Siyuan Rao, Ritchie Chen, Ava A. LaRocca, Michael G. Christiansen, Alexander W. Senko, Cindy H. Shi, Po-Han Chiang, Georgios Varnavides, Jian Xue, Yang Zhou, Seongjun Park, Ruihua Ding, Junsang Moon, Guoping Feng & Polina Anikeeva
DOI: 10.1038/ s41565-019-0521-z
Connecting neural circuit output to behaviour can be facilitated by the precise chemical manipulation of specific cell populations1,2. Engineered receptors exclusively activated by designer small molecules enable manipulation of specific neural pathways3,4. However, their application to studies of behaviour has thus far been hampered by a trade-off between the low temporal resolution of systemic injection versus the invasiveness of implanted cannulae or infusion pumps2. Here, we developed a remotely controlled chemomagnetic modulation—a nanomaterials-based technique that permits the pharmacological interrogation of targeted neural populations in freely moving subjects.
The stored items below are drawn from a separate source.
use super::nodes::{end, start};
use crate::diag::{DiagnosticArg, ForeignDiagnostic};
use tree_sitter::Node;

/// Reports the parser's error and missing nodes the way javac words them.
pub(crate) fn syntax_diagnostics(root: Node<'_>, source: &str) -> Vec<ForeignDiagnostic> {
    let content_end = source.trim_end().len() as i32;
    let mut out = Vec::new();
    let mut stack = vec![root];
    while let Some(node) = stack.pop() {
        if node.is_missing() {
            let token = node.kind();
            let at = start(node);
            out.push(
                ForeignDiagnostic::error("compiler.err.expected", format!("'{token}' expected"))
                    .at(at, at, at)
                    .with_arg(DiagnosticArg::Text(token.to_string())),
            );
            continue;
        }
        if node.is_error() {
            let diagnostic = if end(node) >= content_end {
                ForeignDiagnostic::error(
                    "compiler.err.premature.eof",
                    "reached end of file while parsing",
                )
            } else {
                ForeignDiagnostic::error(
                    "compiler.err.illegal.start.of.expr",
                    "illegal start of expression",
                )
            };
            out.push(diagnostic.at(start(node), start(node), end(node)));
            continue;
        }
        if node.has_error() {
            let mut cursor = node.walk();
            let children: Vec<Node<'_>> = node.children(&mut cursor).collect();
            stack.extend(children.into_iter().rev());
        }
    }
    out
}
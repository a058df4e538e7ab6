//! Compiler option map and its typed accessors.
//!
//! Keys and values follow the Eclipse preference format
//! (`org.eclipse.jdt.core.compiler.*`), stored as plain strings in insertion order.

use crate::error::{ConversionError, Result};
use indexmap::IndexMap;
use jdt_bridge_api::{ApiLevel, ProblemId, Severity};
use serde::{Deserialize, Serialize};
use std::path::Path;

pub const SOURCE: &str = "org.eclipse.jdt.core.compiler.source";
pub const COMPLIANCE: &str = "org.eclipse.jdt.core.compiler.compliance";
pub const ENABLE_PREVIEW: &str = "org.eclipse.jdt.core.compiler.problem.enablePreviewFeatures";
const PROBLEM_PREFIX: &str = "org.eclipse.jdt.core.compiler.problem.";

/// Java language release, as the number after `1.` for old spellings.
#[derive(Serialize, Deserialize, Debug, Clone, Copy, PartialEq, Eq, Hash, PartialOrd, Ord)]
pub struct JavaVersion(pub u32);

impl JavaVersion {
    pub const LATEST: JavaVersion = JavaVersion(21);

    /// Accepts `1.8`, `8`, `17`, ...; anything else is `None`.
    pub fn parse(value: &str) -> Option<JavaVersion> {
        let value = value.trim();
        let major = value.strip_prefix("1.").unwrap_or(value);
        let number: u32 = major.parse().ok()?;
        match number {
            1..=21 => Some(JavaVersion(number)),
            _ => None,
        }
    }
}

impl std::fmt::Display for JavaVersion {
    fn fmt(&self, f: &mut std::fmt::Formatter<'_>) -> std::fmt::Result {
        if self.0 < 9 {
            write!(f, "1.{}", self.0)
        } else {
            write!(f, "{}", self.0)
        }
    }
}

/// Irritant option suffix and the severity used when the option is absent.
fn irritant(id: ProblemId) -> Option<(&'static str, Severity)> {
    let entry = match id {
        ProblemId::RAW_TYPE_REFERENCE => ("rawTypeReference", Severity::Warning),
        ProblemId::UNSAFE_RAW_METHOD_INVOCATION => ("uncheckedTypeOperation", Severity::Warning),
        ProblemId::MISSING_SERIAL_VERSION => ("missingSerialVersion", Severity::Warning),
        ProblemId::UNNECESSARY_CAST => ("unnecessaryTypeCheck", Severity::Ignore),
        ProblemId::EMPTY_CONTROL_FLOW_STATEMENT => ("emptyStatement", Severity::Ignore),
        ProblemId::SHOULD_IMPLEMENT_HASHCODE => ("missingHashCodeMethod", Severity::Ignore),
        ProblemId::TYPE_MISSING_DEPRECATED_ANNOTATION
        | ProblemId::FIELD_MISSING_DEPRECATED_ANNOTATION
        | ProblemId::METHOD_MISSING_DEPRECATED_ANNOTATION => {
            ("missingDeprecatedAnnotation", Severity::Ignore)
        }
        ProblemId::NON_SERIALIZABLE_INSTANCE_FIELD => {
            ("nonSerializableInstanceField", Severity::Ignore)
        }
        ProblemId::JAVADOC_MISSING_PARAM_TAG
        | ProblemId::JAVADOC_MISSING_RETURN_TAG
        | ProblemId::JAVADOC_MISSING_THROWS_TAG => ("missingJavadocTags", Severity::Ignore),
        other if other.is_javadoc() => ("invalidJavadoc", Severity::Ignore),
        _ => return None,
    };
    Some(entry)
}

#[derive(Serialize, Deserialize, Debug, Clone, Default, PartialEq, Eq)]
#[serde(transparent)]
pub struct CompilerOptions {
    values: IndexMap<String, String>,
}

impl CompilerOptions {
    pub fn new() -> Self {
        Self::default()
    }

    pub fn with(mut self, key: impl Into<String>, value: impl Into<String>) -> Self {
        self.set(key, value);
        self
    }

    pub fn set(&mut self, key: impl Into<String>, value: impl Into<String>) {
        self.values.insert(key.into(), value.into());
    }

    pub fn get(&self, key: &str) -> Option<&str> {
        self.values.get(key).map(String::as_str)
    }

    pub fn len(&self) -> usize {
        self.values.len()
    }

    pub fn is_empty(&self) -> bool {
        self.values.is_empty()
    }

    pub fn iter(&self) -> impl Iterator<Item = (&str, &str)> {
        self.values.iter().map(|(k, v)| (k.as_str(), v.as_str()))
    }

    /// Parses the `key=value` lines of an Eclipse `.prefs` file.
    pub fn from_prefs_str(text: &str) -> Result<Self> {
        let mut options = Self::new();
        for line in text.lines() {
            let line = line.trim();
            if line.is_empty() || line.starts_with('#') {
                continue;
            }
            let Some((key, value)) = line.split_once('=') else {
                return Err(ConversionError::InvalidOption {
                    key: line.to_string(),
                    value: String::new(),
                });
            };
            options.set(key.trim(), value.trim());
        }
        Ok(options)
    }

    pub fn from_prefs_file(path: &Path) -> Result<Self> {
        let text = std::fs::read_to_string(path)?;
        Self::from_prefs_str(&text)
    }

    pub fn from_json(text: &str) -> Result<Self> {
        Ok(serde_json::from_str(text)?)
    }

    pub fn to_json(&self) -> Result<String> {
        Ok(serde_json::to_string_pretty(self)?)
    }

    pub fn source_version(&self) -> JavaVersion {
        self.get(SOURCE)
            .and_then(JavaVersion::parse)
            .unwrap_or(JavaVersion::LATEST)
    }

    pub fn compliance(&self) -> JavaVersion {
        self.get(COMPLIANCE)
            .and_then(JavaVersion::parse)
            .unwrap_or_else(|| self.source_version())
    }

    pub fn preview_enabled(&self) -> bool {
        self.get(ENABLE_PREVIEW) == Some("enabled")
    }

    /// Configured severity of the irritant behind `id`, or `None` when the
    /// problem has no irritant.
    pub fn irritant_severity(&self, id: ProblemId) -> Option<Severity> {
        let (suffix, default) = irritant(id)?;
        let key = format!("{PROBLEM_PREFIX}{suffix}");
        match self.get(&key) {
            None => Some(default),
            Some(value) => match Severity::parse(value) {
                Some(severity) => Some(severity),
                None => {
                    tracing::warn!("Ignoring invalid severity {}={}", key, value);
                    Some(default)
                }
            },
        }
    }
}

/// Validates an API level ordinal taken from user input.
pub fn api_level(ordinal: u32) -> Result<ApiLevel> {
    Ok(ApiLevel::from_ordinal(ordinal)?)
}

#[cfg(test)]
mod tests {
    use super::*;

    #[test]
    fn test_version_spellings() {
        assert_eq!(JavaVersion::parse("1.8"), Some(JavaVersion(8)));
        assert_eq!(JavaVersion::parse("17"), Some(JavaVersion(17)));
        assert_eq!(JavaVersion::parse("banana"), None);
        assert_eq!(JavaVersion(8).to_string(), "1.8");
        assert_eq!(JavaVersion(21).to_string(), "21");
    }

    #[test]
    fn test_compliance_falls_back_to_source() {
        let options = CompilerOptions::new().with(SOURCE, "11");
        assert_eq!(options.compliance(), JavaVersion(11));
        assert_eq!(CompilerOptions::new().source_version(), JavaVersion::LATEST);
    }

    #[test]
    fn test_irritant_defaults_and_overrides() {
        let options = CompilerOptions::new().with(
            "org.eclipse.jdt.core.compiler.problem.rawTypeReference",
            "error",
        );
        assert_eq!(
            options.irritant_severity(ProblemId::RAW_TYPE_REFERENCE),
            Some(Severity::Error)
        );
        assert_eq!(
            options.irritant_severity(ProblemId::UNNECESSARY_CAST),
            Some(Severity::Ignore)
        );
        assert_eq!(options.irritant_severity(ProblemId::UNDEFINED_TYPE), None);
    }

    #[test]
    fn test_malformed_prefs_line_is_rejected() {
        assert!(CompilerOptions::from_prefs_str("no separator here").is_err());
    }
}
mod common;

use common::resolve_with;
use jdt_bridge_api::{ApiLevel, Severity};
use jdt_bridge_core::{CompilationUnitResolver, CompilerOptions};
use std::io::Write;

#[test]
fn test_prefs_file_round_trip() {
    let mut file = tempfile::NamedTempFile::new().unwrap();
    writeln!(file, "# exported settings").unwrap();
    writeln!(file, "org.eclipse.jdt.core.compiler.source=17").unwrap();
    writeln!(file, "org.eclipse.jdt.core.compiler.problem.rawTypeReference=error").unwrap();
    let options = CompilerOptions::from_prefs_file(file.path()).unwrap();
    assert_eq!(options.len(), 2);
    assert_eq!(options.source_version().0, 17);

    let json = options.to_json().unwrap();
    assert_eq!(CompilerOptions::from_json(&json).unwrap(), options);
}

#[test]
fn test_malformed_prefs_line_is_rejected() {
    assert!(CompilerOptions::from_prefs_str("no separator here").is_err());
}

#[test]
fn test_syntax_errors_keep_error_severity_under_any_options() {
    let options = CompilerOptions::new().with(
        "org.eclipse.jdt.core.compiler.problem.rawTypeReference",
        "ignore",
    );
    let resolver = CompilationUnitResolver::new(ApiLevel::latest(), options);
    let unit = resolve_with(&resolver, "class A { void m() { int x = 1 } }");
    assert!(unit.problems().iter().all(|p| p.severity == Severity::Error));
    assert!(!unit.problems().is_empty());
}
The heat dissipated by magnetic nanoparticles (MNPs) in the presence of alternating magnetic fields (AMFs) triggers small-molecule release from thermally sensitive lipid vesicles with a 20 s latency. Coupled with the chemogenetic activation of engineered receptors, this technique permits the control of specific neurons with temporal and spatial precision. The delivery of chemomagnetic particles to the ventral tegmental area (VTA) allows the remote modulation of motivated behaviour in mice. Furthermore, this chemomagnetic approach activates endogenous circuits by enabling the regulated release of receptor ligands. Applied to an endogenous dopamine receptor D1 (DRD1) agonist in the nucleus accumbens (NAc), a brain area involved in mediating social interactions, chemomagnetic modulation increases sociability in mice. By offering a temporally precise control of specified ligand–receptor interactions in neurons, this approach may facilitate molecular neuroscience studies in behaving organisms.